Tips for Better Prompts
Small changes to how you prompt the Podcast Agent lead to dramatically better episodes and content.
Be Specific About What You Want
The more detail you give the agent, the better the output. Include:
- Topic: What exactly should the content cover?
- Length: Short, medium, or long? Say it in your prompt, or adjust Episode Length from the episode editor's Settings after your first generation.
- Tone: Casual and conversational? Authoritative and data-driven? Humorous?
- Audience: Who is this for? Beginners, experts, a general audience?
Weak prompt:
Make an episode about AI.
Strong prompt:
Create a 10-minute episode about the future of remote work, focusing on recent trends in hybrid models and what they mean for small businesses. Keep the tone conversational and accessible.
Two sentences with clear direction will always outperform a vague one-liner.
Reference Your Sources
Attaching sources (URLs, PDFs, files) is only half the job: tell the agent how to use them. Otherwise it may not emphasize the parts you care about.
- "Use the attached report as the primary basis for this episode"
- "Pull the key statistics from the linked article and build the discussion around them"
- "Compare the findings in these two sources"
You can combine your own sources with Web Search. Attach your materials and let the agent supplement them with current information from the web.
Iterate Before You Publish
Credits are only consumed when you publish or download an episode, or render a clip, so iterate as much as you need beforehand:
- Start with a broad prompt to get a first draft, the agent generates a full script and audio straight away, no outline approval step.
- Listen to the generated audio and request specific edits.
- Regenerate individual segments as many times as you want until it sounds right.
Ask for Targeted Edits
The agent edits surgically. It modifies only the relevant section without rewriting the entire piece.
Effective revision prompts:
- "Make the opening more attention-grabbing: start with a surprising statistic"
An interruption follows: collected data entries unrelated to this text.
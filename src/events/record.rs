//! Structured log records and their clock.

use std::fmt;
use std::sync::{Mutex, PoisonError};

use chrono::{DateTime, SubsecRound, Utc};
use serde::{Deserialize, Serialize};

/// Severity label of a log record.
///
/// The set is open: unknown labels are carried through unchanged.
#[derive(Debug, Clone, PartialEq, Eq, Hash, Serialize, Deserialize)]
#[serde(from = "String", into = "String")]
pub enum LogType {
    Info,
    Success,
    Warning,
    Error,
    Other(String),
}

impl LogType {
    pub fn as_str(&self) -> &str {
        match self {
            LogType::Info => "Info",
            LogType::Success => "Success",
            LogType::Warning => "Warning",
            LogType::Error => "Error",
            LogType::Other(label) => label,
        }
    }
}

impl From<String> for LogType {
    fn from(label: String) -> Self {
        match label.as_str() {
            "Info" => LogType::Info,
            "Success" => LogType::Success,
            "Warning" => LogType::Warning,
            "Error" => LogType::Error,
            _ => LogType::Other(label),
        }
    }
}

impl From<&str> for LogType {
    fn from(label: &str) -> Self {
        LogType::from(label.to_string())
    }
}

impl From<LogType> for String {
    fn from(log_type: LogType) -> Self {
        match log_type {
            LogType::Other(label) => label,
            known => known.as_str().to_string(),
        }
    }
}

impl fmt::Display for LogType {
    fn fmt(&self, f: &mut fmt::Formatter<'_>) -> fmt::Result {
        f.write_str(self.as_str())
    }
}

/// One event as published to the broker.
#[derive(Debug, Clone, PartialEq, Eq, Serialize, Deserialize)]
#[serde(rename_all = "camelCase")]
pub struct LogRecord {
    #[serde(with = "iso8601_millis")]
    timestamp: DateTime<Utc>,
    log_type: LogType,
    url: String,
    correlation_id: String,
    application_name: String,
    message: String,
}

impl LogRecord {
    pub fn new(
        timestamp: DateTime<Utc>,
        log_type: LogType,
        url: impl Into<String>,
        correlation_id: impl Into<String>,
        application_name: impl Into<String>,
        message: impl Into<String>,
    ) -> Self {
        Self {
            timestamp,
            log_type,
            url: url.into(),
            correlation_id: correlation_id.into(),
            application_name: application_name.into(),
            message: message.into(),
        }
    }

    pub fn timestamp(&self) -> DateTime<Utc> {
        self.timestamp
    }

    pub fn log_type(&self) -> &LogType {
        &self.log_type
    }

    pub fn url(&self) -> &str {
        &self.url
    }

    pub fn correlation_id(&self) -> &str {
        &self.correlation_id
    }

    pub fn application_name(&self) -> &str {
        &self.application_name
    }

    pub fn message(&self) -> &str {
        &self.message
    }
}

/// Wall clock that never goes backwards.
///
/// Readings are truncated to milliseconds, the precision they are published
/// with, and clamped to the previous reading.
#[derive(Debug)]
pub struct MonotonicClock {
    last: Mutex<DateTime<Utc>>,
}

impl MonotonicClock {
    pub fn new() -> Self {
        Self {
            last: Mutex::new(DateTime::<Utc>::MIN_UTC),
        }
    }

    pub fn now(&self) -> DateTime<Utc> {
        let reading = Utc::now().trunc_subsecs(3);
        let mut last = self.last.lock().unwrap_or_else(PoisonError::into_inner);
        if reading > *last {
            *last = reading;
        }
        *last
    }
}

impl Default for MonotonicClock {
    fn default() -> Self {
        Self::new()
    }
}

/// `2024-01-02T03:04:05.678Z`
mod iso8601_millis {
    use chrono::{DateTime, SecondsFormat, Utc};
    use serde::{Deserialize, Deserializer, Serializer};

    pub fn serialize<S: Serializer>(value: &DateTime<Utc>, serializer: S) -> Result<S::Ok, S::Error> {
        serializer.serialize_str(&value.to_rfc3339_opts(SecondsFormat::Millis, true))
    }

    pub fn deserialize<'de, D: Deserializer<'de>>(deserializer: D) -> Result<DateTime<Utc>, D::Error> {
        let raw = String::deserialize(deserializer)?;
        DateTime::parse_from_rfc3339(&raw)
            .map(|ts| ts.with_timezone(&Utc))
            .map_err(serde::de::Error::custom)
    }
}
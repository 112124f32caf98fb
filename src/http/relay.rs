//! Relay handlers: publish, pull and drain through the shared broker handle.

use std::sync::Arc;

use axum::extract::{OriginalUri, State};
use axum::http::StatusCode;
use axum::response::IntoResponse;
use axum::Json;
use serde::{Deserialize, Serialize};

use crate::broker::{Consumer, Publisher};
use crate::events::{DispatchStats, EventSink, LogType};
use crate::http::request::CorrelationId;
use crate::http::response::{ApiError, EMPTY_QUEUE_NOTICE};

/// Shared state injected into relay handlers.
#[derive(Debug, Clone)]
pub struct RelayState {
    pub publisher: Publisher,
    pub consumer: Arc<Consumer>,
    pub events: EventSink,
    pub application_name: Arc<str>,
}

#[derive(Debug, Deserialize)]
pub struct PublishRequest {
    pub message: String,
}

#[derive(Debug, Serialize)]
pub struct PublishResponse {
    pub status: &'static str,
}

#[derive(Debug, Serialize)]
pub struct PullResponse {
    pub message: Option<String>,
    #[serde(skip_serializing_if = "Option::is_none")]
    pub notice: Option<&'static str>,
}

#[derive(Debug, Serialize)]
pub struct DrainResponse {
    pub messages: Vec<String>,
    pub count: usize,
    #[serde(skip_serializing_if = "Option::is_none")]
    pub notice: Option<&'static str>,
}

#[derive(Debug, Serialize)]
pub struct HealthResponse {
    pub status: &'static str,
    pub queue_depth: Option<u32>,
    pub event_log: DispatchStats,
}

pub async fn root(
    State(state): State<RelayState>,
    OriginalUri(uri): OriginalUri,
    correlation_id: CorrelationId,
) -> String {
    state.events.emit(
        LogType::Info,
        uri.path(),
        correlation_id.as_str(),
        "Request to the root endpoint.",
    );
    format!(
        "Hello, this is your {}! Correlation ID: {}",
        state.application_name.to_lowercase(),
        correlation_id
    )
}

pub async fn publish_message(
    State(state): State<RelayState>,
    correlation_id: CorrelationId,
    Json(body): Json<PublishRequest>,
) -> Result<impl IntoResponse, ApiError> {
    state.publisher.publish_text(&body.message).await?;
    tracing::info!(
        correlation_id = %correlation_id,
        bytes = body.message.len(),
        "Message relayed"
    );
    Ok((
        StatusCode::CREATED,
        Json(PublishResponse {
            status: "Message sent",
        }),
    ))
}

pub async fn pull_message(State(state): State<RelayState>) -> Result<Json<PullResponse>, ApiError> {
    let message = state.consumer.pull().await?;
    let notice = message.is_none().then_some(EMPTY_QUEUE_NOTICE);
    Ok(Json(PullResponse { message, notice }))
}

pub async fn drain_messages(
    State(state): State<RelayState>,
) -> Result<Json<DrainResponse>, ApiError> {
    let messages = state.consumer.drain().await?;
    let notice = messages.is_empty().then_some(EMPTY_QUEUE_NOTICE);
    Ok(Json(DrainResponse {
        count: messages.len(),
        messages,
        notice,
    }))
}

pub async fn health(State(state): State<RelayState>) -> impl IntoResponse {
    let event_log = state.events.stats();
    match state.consumer.depth().await {
        Ok(depth) => (
            StatusCode::OK,
            Json(HealthResponse {
                status: "ok",
                queue_depth: Some(depth),
                event_log,
            }),
        ),
        Err(e) => {
            tracing::warn!(error = %e, "Health check could not reach the broker");
            (
                StatusCode::SERVICE_UNAVAILABLE,
                Json(HealthResponse {
                    status: "broker_unavailable",
                    queue_depth: None,
                    event_log,
                }),
            )
        }
    }
}
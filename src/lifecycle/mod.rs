//! Lifecycle management subsystem.
//!
//! # Data Flow
//! ```text
//! Startup (startup.rs):
//!     Load config → Connect broker → Build logger/dispatcher/server → Serve
//!
//! Shutdown (shutdown.rs):
//!     Signal received → Stop accepting → Flush event queue → Close broker
//!
//! Signals (signals.rs):
//!     SIGTERM/SIGINT → Trigger graceful shutdown
//! ```
//!
//! # Design Decisions
//! - Broker connection failure is logged, the service starts anyway
//! - Queued events are flushed before the broker is closed

pub mod shutdown;
pub mod signals;
pub mod startup;

pub use shutdown::Shutdown;
pub use startup::Service;
//! Detached event logging.
//!
//! Call sites that must not wait on the broker hand records to an
//! [`EventSink`]; a single [`EventDispatcher`] task publishes them in order.
//!
//! # Design Decisions
//! - Bounded channel: a full channel drops the record instead of blocking
//! - Publish failures never reach the emitter; they are counted, traced and
//!   exported as metrics
//! - On shutdown the dispatcher stops accepting and flushes what is queued

use std::sync::atomic::{AtomicU64, Ordering};
use std::sync::Arc;

use serde::Serialize;
use tokio::sync::{broadcast, mpsc};

use crate::events::logger::EventLogger;
use crate::events::record::{LogRecord, LogType};
use crate::observability::metrics;

/// Counters shared by the sink and the dispatcher.
#[derive(Debug, Default)]
struct DispatchCounters {
    published: AtomicU64,
    failed: AtomicU64,
    dropped: AtomicU64,
}

/// Point-in-time view of the dispatch counters.
#[derive(Debug, Clone, Copy, PartialEq, Eq, Serialize)]
pub struct DispatchStats {
    pub published: u64,
    pub failed: u64,
    pub dropped: u64,
}

/// Cheap, cloneable handle for emitting events without awaiting the broker.
#[derive(Debug, Clone)]
pub struct EventSink {
    tx: mpsc::Sender<LogRecord>,
    logger: EventLogger,
    counters: Arc<DispatchCounters>,
    enabled: bool,
}

impl EventSink {
    /// A disabled sink accepts and discards every record.
    pub fn with_enabled(mut self, enabled: bool) -> Self {
        self.enabled = enabled;
        self
    }

    /// Stamp a record now and queue it for publication.
    pub fn emit(
        &self,
        log_type: LogType,
        url: &str,
        correlation_id: &str,
        message: impl Into<String>,
    ) {
        if !self.enabled {
            return;
        }
        let record = self.logger.record(log_type, url, correlation_id, message);
        if let Err(e) = self.tx.try_send(record) {
            self.counters.dropped.fetch_add(1, Ordering::Relaxed);
            metrics::record_event_log_dropped();
            match e {
                mpsc::error::TrySendError::Full(record) => tracing::warn!(
                    correlation_id = %record.correlation_id(),
                    "Event dispatch queue full, dropping record"
                ),
                mpsc::error::TrySendError::Closed(record) => tracing::debug!(
                    correlation_id = %record.correlation_id(),
                    "Event dispatcher stopped, dropping record"
                ),
            }
        }
    }

    pub fn stats(&self) -> DispatchStats {
        DispatchStats {
            published: self.counters.published.load(Ordering::Relaxed),
            failed: self.counters.failed.load(Ordering::Relaxed),
            dropped: self.counters.dropped.load(Ordering::Relaxed),
        }
    }
}

/// Background task that owns the receiving end of the sink.
pub struct EventDispatcher {
    rx: mpsc::Receiver<LogRecord>,
    logger: EventLogger,
    counters: Arc<DispatchCounters>,
}

/// Create a connected sink/dispatcher pair.
pub fn channel(logger: EventLogger, capacity: usize) -> (EventSink, EventDispatcher) {
    let (tx, rx) = mpsc::channel(capacity.max(1));
    let counters = Arc::new(DispatchCounters::default());
    (
        EventSink {
            tx,
            logger: logger.clone(),
            counters: counters.clone(),
            enabled: true,
        },
        EventDispatcher {
            rx,
            logger,
            counters,
        },
    )
}

impl EventDispatcher {
    /// Publish queued records until every sink is dropped or shutdown fires.
    pub async fn run(mut self, mut shutdown: broadcast::Receiver<()>) {
        tracing::info!("Event dispatcher starting");

        loop {
            tokio::select! {
                next = self.rx.recv() => match next {
                    Some(record) => self.deliver(record).await,
                    None => break,
                },
                _ = shutdown.recv() => {
                    self.rx.close();
                    let mut flushed = 0usize;
                    while let Some(record) = self.rx.recv().await {
                        self.deliver(record).await;
                        flushed += 1;
                    }
                    tracing::info!(flushed, "Event dispatcher received shutdown signal");
                    break;
                }
            }
        }

        tracing::info!("Event dispatcher stopped");
    }

    async fn deliver(&self, record: LogRecord) {
        match self.logger.publish(&record).await {
            Ok(()) => {
                self.counters.published.fetch_add(1, Ordering::Relaxed);
            }
            Err(e) => {
                self.counters.failed.fetch_add(1, Ordering::Relaxed);
                metrics::record_event_log_failure();
                tracing::warn!(
                    correlation_id = %record.correlation_id(),
                    log_type = %record.log_type(),
                    error = %e,
                    "Error logging event"
                );
            }
        }
    }
}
- "Add a section about hybrid work models after the second chapter"
- "Make the closing shorter and more action-oriented"
- "The tone is too formal in the intro: make it punchier"
- "Add more back-and-forth between the hosts in section three"
Use Host Personalities
Your hosts have personalities and backstories that shape how they speak. Lean into this:
- "Have [Host A] challenge [Host B]'s perspective on this point"
- "Make the conversation feel like a debate, not a lecture"
- "Let [Host A] bring in a personal anecdote to illustrate the point"
The agent writes dialogue that reflects each host's personality, with one host pushing back while the other explains. This creates natural, engaging conversations rather than two people taking turns reading paragraphs.
Structure Your Complex Prompts
For longer or multi-faceted content, break your prompt into clear sections:
Create an episode covering three topics:
- The rise of AI coding assistants
- How they're changing developer workflows
- Predictions for the next two years
Open with a hook about how much code is now AI-generated. Close with practical advice for developers.